(Saved data entries)
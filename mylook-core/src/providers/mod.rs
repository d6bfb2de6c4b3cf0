//! External weather/geolocation provider clients

pub mod geo;
pub mod weather;

use serde::{Deserialize, Serialize};

/// Geographic coordinates
#[derive(Debug, Clone, Copy, PartialEq, Serialize, Deserialize)]
pub struct Coordinates {
    pub latitude: f64,
    pub longitude: f64,
}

• What you need to do:
For each entry above, please make an exact copy.

• Your solution:
filename mylook-core/src/providers/mod.rs
repository d6bfb2de6c4b3cf0
//! External weather/geolocation provider clients

pub mod geo;
pub mod weather;

use serde::{Deserialize, Serialize};

/// Geographic coordinates
#[derive(Debug, Clone, Copy, PartialEq, Serialize, Deserialize)]
pub struct Coordinates {
    pub latitude: f64,
    pub longitude: f64,
}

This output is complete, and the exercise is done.